Sin embargo aquella tarde estaba más calmado. Nos homenajeó con un solo de Miles Davis y nos ayudó a bajar una cerveza. Dijo que venía de ver a un tarotista, y éste le había dicho que algo extraño ocurriría en esos días. No le había especificado qué ni cómo ocurriría, así que el loco Ismael estaba alerta, con la espalda pegada a la pared, buscando referencias de ese acontecimiento, algo que lo ayudara a descifrarlo antes del desenlace. No quería que lo pillara desprevenido.
- ¿No te dijo nada más? – Le preguntó Mariela, una amiga que andaba con un escultor que a veces caía por allí.
- No, sólo que algo ocurrirá. No sé si algo lindo o algo feo, sólo sé que ocurrirá.
- Eso me suena a Nostradamus – Dije yo.
- No importa cómo te suene, mientras creas.
- Sí, claro, Ismael.

Cuando la última gota de una escuálida cerveza cayó sobre su boca, el loco Ismael nos dirigió una reverencia y se marchó. Nos miramos sin nada que agregar y luego el grupo se desmembró. Sólo quedé yo y un envase de cerveza sin cerveza. Me paré de la cama y giré el espejo. Ya era suficiente con no tener puerta. Al volver pateé sin querer la cerveza. Rodó hasta perderse bajo la cama. Abrí la puerta del patio exterior y me eché sobre una cama que descansaba solitaria en aquel espacio de dos por cuatro metros con cielo incluido. Me quedé contemplando ese pequeño territorio cósmico que delimitaban los techos. Conté cinco palomas que atravesaron el cielo y dos que descansaron unos instantes para luego retomar su vuelo. Estuve así un largo rato. Esperaba que algo sucediera. Siempre estaba esperando que algo sucediera. Finalmente se abrió una ventana del segundo piso. Era una de mis vecinas. Otra loca más que interrumpía mi vida. Hola, Felipe, me dice Pía. Hola le digo yo desde la cama. Quiere que le vaya a ayudar a matar una rata que está en su pieza. Me dice que está con su novio y que éste la tiene atrapada contra un mueble, pero que necesita ayuda. Como estaba echado sobre la cama no tenía ninguna excusa para decirle que no podía subir, así que tuve que resignarme a enfrentar a la rata, panorama que me producía un infinito asco. Di la vuelta por el ante jardín y toque la puerta.
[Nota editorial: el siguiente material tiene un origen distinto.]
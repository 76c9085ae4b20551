use std::fmt::Display;

use serde::{Deserialize, Serialize};
use shopfront_engine::SyncItem;

#[derive(Debug, Clone, Serialize, Deserialize)]
pub struct AddToCartRequest {
    pub product_id: i64,
    pub quantity: i64,
}

#[derive(Debug, Clone, Serialize, Deserialize)]
pub struct UpdateCartItemRequest {
    pub quantity: i64,
}

/// The client's complete cart snapshot, submitted to the sync endpoint.
#[derive(Debug, Clone, Serialize, Deserialize)]
pub struct CartSyncRequest {
    pub items: Vec<SyncItem>,
}

#[derive(Debug, Clone, Serialize, Deserialize)]
pub struct PaymentStartRequest {
    pub order_number: String,
}

#[derive(Debug, Clone, Serialize, Deserialize)]
pub struct PaymentVerifyRequest {
    pub pidx: String,
    pub order_number: String,
}

/// The query parameters Khalti appends to the return-url callback. Everything here is an
/// unverified claim until it has been checked against the lookup endpoint.
#[derive(Debug, Clone, Serialize, Deserialize)]
pub struct KhaltiCallbackParams {
    pub pidx: String,
    pub status: String,
    pub transaction_id: Option<String>,
    pub purchase_order_id: String,
    pub purchase_order_name: Option<String>,
    pub total_amount: Option<i64>,
    pub mobile: Option<String>,
}

#[derive(Debug, Clone, Serialize, Deserialize)]
pub struct UpdateOrderStatusRequest {
    pub status: String,
    pub location: Option<String>,
    pub description: Option<String>,
}

#[derive(Debug, Clone, Serialize, Deserialize)]
pub struct UpdatePaymentStatusRequest {
    pub payment_status: String,
    pub transaction_id: Option<String>,
}

#[derive(Debug, Clone, Serialize, Deserialize)]
pub struct PagedQuery {
    #[serde(default)]
    pub skip: i64,
    #[serde(default = "default_page_size")]
    pub limit: i64,
}

fn default_page_size() -> i64 {
    50
}

#[derive(Debug, Clone, Serialize, Deserialize)]
pub struct JsonResponse {
    pub success: bool,
    pub message: String,
}

impl JsonResponse {
    pub fn success<S: Display>(message: S) -> Self {
        Self { success: true, message: message.to_string() }
    }
}
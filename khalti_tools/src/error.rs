use thiserror::Error;

#[derive(Debug, Error)]
pub enum KhaltiApiError {
    #[error("Could not initialize client: {0}")]
    Initialization(String),
    #[error("Gateway request failed: {0}")]
    RequestError(String),
    #[error("Gateway request timed out")]
    Timeout,
    #[error("Could not deserialize JSON: {0}")]
    JsonError(String),
    #[error("Gateway rejected the request. Error {status}. {message}")]
    QueryError { status: u16, message: String },
    #[error("The gateway returned an unrecognised payment status: {0}")]
    UnknownStatus(String),
}
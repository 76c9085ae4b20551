use std::path::Path;

use log::*;
use sqlx::{migrate, migrate::MigrateDatabase, Sqlite};

use crate::SqliteDatabase;

pub async fn prepare_test_env(url: &str) {
    dotenvy::from_filename(".env.test").ok();
    let _ = env_logger::try_init();
    debug!("🚀️ Logging initialised");
    create_database(url).await;
    run_migrations(url).await;
}

pub fn random_db_path() -> String {
    format!("sqlite://../data/test_store_{}", rand::random::<u64>())
}

pub async fn run_migrations(url: &str) {
    let db = SqliteDatabase::new_with_url(url, 5).await.expect("Error creating connection to database");
    migrate!("./src/sqlite/migrations").run(db.pool()).await.expect("Error running DB migrations");
    info!("🚀️ Migrations complete");
}

pub async fn create_database<P: AsRef<Path>>(path: P) {
    let p = path.as_ref().as_os_str().to_str().unwrap();
    if let Err(e) = Sqlite::drop_database(p).await {
        warn!("Error dropping database {p}: {e:?}");
    }
    Sqlite::create_database(p).await.expect("Error creating database");
    info!("🚀️ Created database {p}");
}
use chrono::{DateTime, Utc};
use mockall::mock;
use shopfront_engine::{
    db_types::{
        AccountStatus,
        Cart,
        LineItem,
        NewOrder,
        Order,
        OrderId,
        OrderStatusType,
        OrderSummary,
        PaymentStatusType,
        Product,
        TrackingEvent,
        User,
    },
    traits::{
        CartApiError,
        CartStorage,
        OrderApiError,
        OrderStorage,
        ProductCatalog,
        StorageError,
        UserDirectory,
    },
};

mock! {
    pub CartBackend {}
    impl Clone for CartBackend {
        fn clone(&self) -> Self;
    }
    impl CartStorage for CartBackend {
        async fn fetch_or_create_cart(&self, user_id: i64) -> Result<Cart, CartApiError>;
        async fn insert_line_item(&self, user_id: i64, item: LineItem) -> Result<(), CartApiError>;
        async fn update_item_quantity(&self, user_id: i64, item_id: &str, quantity: i64) -> Result<LineItem, CartApiError>;
        async fn remove_line_item(&self, user_id: i64, item_id: &str) -> Result<bool, CartApiError>;
        async fn clear_cart(&self, user_id: i64) -> Result<(), CartApiError>;
        async fn save_summary(&self, user_id: i64, summary: &OrderSummary) -> Result<(), CartApiError>;
    }
    impl ProductCatalog for CartBackend {
        async fn product_by_id(&self, product_id: i64) -> Result<Option<Product>, StorageError>;
    }
}

mock! {
    pub OrderBackend {}
    impl Clone for OrderBackend {
        fn clone(&self) -> Self;
    }
    impl OrderStorage for OrderBackend {
        async fn insert_order(&self, order: NewOrder, initial_event: TrackingEvent) -> Result<Order, OrderApiError>;
        async fn fetch_order_by_number(&self, order_number: &OrderId) -> Result<Option<Order>, OrderApiError>;
        async fn fetch_orders_for_customer(&self, customer_id: i64) -> Result<Vec<Order>, OrderApiError>;
        async fn fetch_orders(&self, skip: i64, limit: i64) -> Result<Vec<Order>, OrderApiError>;
        async fn update_order_status(
            &self,
            order_number: &OrderId,
            new_status: OrderStatusType,
            event: TrackingEvent,
            expected_version: i64,
        ) -> Result<Order, OrderApiError>;
        async fn update_payment_status<'a>(
            &self,
            order_number: &OrderId,
            new_status: PaymentStatusType,
            transaction_id: Option<&'a str>,
            paid_at: Option<DateTime<Utc>>,
            expected_version: i64,
        ) -> Result<Order, OrderApiError>;
    }
    impl CartStorage for OrderBackend {
        async fn fetch_or_create_cart(&self, user_id: i64) -> Result<Cart, CartApiError>;
        async fn insert_line_item(&self, user_id: i64, item: LineItem) -> Result<(), CartApiError>;
        async fn update_item_quantity(&self, user_id: i64, item_id: &str, quantity: i64) -> Result<LineItem, CartApiError>;
        async fn remove_line_item(&self, user_id: i64, item_id: &str) -> Result<bool, CartApiError>;
        async fn clear_cart(&self, user_id: i64) -> Result<(), CartApiError>;
        async fn save_summary(&self, user_id: i64, summary: &OrderSummary) -> Result<(), CartApiError>;
    }
    impl ProductCatalog for OrderBackend {
        async fn product_by_id(&self, product_id: i64) -> Result<Option<Product>, StorageError>;
    }
    impl UserDirectory for OrderBackend {
        async fn user_by_id(&self, user_id: i64) -> Result<Option<User>, StorageError>;
        async fn user_by_phone(&self, phone: &str) -> Result<Option<User>, StorageError>;
        async fn set_account_status(&self, user_id: i64, status: AccountStatus) -> Result<(), StorageError>;
    }
}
Pía tiró del cordel desde el segundo piso y entonces subí la larga escala de madera que terminaba frente a la ventana por la que ella se había asomado a interrumpir mi vaguedad contemplativa. Me dijo que entrara a la pieza, que allí estaba su novio y la rata. Entré y vi al tipo con ambas manos empujando una cajonera de madera. Me hizo un breve saludo y me pidió que estuviera alerta para cuando él dejara de hacer presión contra el muro, pues la rata podría salir disparada buscando refugio. Tomé una escoba que estaba junto a la cama de Pía y me apresté a esperar lo que ocurriese. El novio disminuyó la presión y me gritó. Alcé la escoba para darle a la rata, pero no pasó nada, sólo sentimos un sordo y leve golpe contra el suelo. El novio corrió el mueble y allí estaba la rata, tan tiesa como pata de perro envenenado. Las costillas le deben haber roto los pulmones, me explicó el novio. Ya, le dije yo. Abrí la puerta y entró Pía. Nos ofreció comprar unas cervezas por el esfuerzo. Le dije que si no tenía problema podía ir a comprarlas yo.
Fui caminando, feliz de estar al sol, estirando las piernas y silbando un bolero. Compré dos cervezas de litro y volví, ahora por la vereda de enfrente. Como me sobraron unas monedas y tenía un hambre de la puta madre, siempre tenía un hambre de la puta madre, decidí comprarme un pan y una tajada de queso. Fui hasta el almacén Marjory.
- ¿Cómo está, Felipito? – Me dijo don Arturo.
- Aquí, como me ve.
- Está bien flaco, usted, tiene que comer más y chupar menos.
- ¿Cómo se hace eso?
Volví a cruzar la calle y antes de subir pasé por mi casa para comerme el pan sin que Pía y su novio lo notaran. Acabé el pan y subí. Nos bajamos las cervezas sin prisa. Ellos veían una teleserie. Yo la veía también, pero no prestaba atención. Pensaba en la rata y sus pulmones reventados. Pensaba en el loco Ismael y su trompeta. Pensaba en que era viernes y que tendría que ir hasta el pub donde trabajaba y hacerme cargo de las borracheras de la mitad de los giles que llegarían hasta allí a matar el tiempo.

1 Comments:

Blogger Moumon said...

felipe, que le paso al loco de extraordinario? me dejaste metio....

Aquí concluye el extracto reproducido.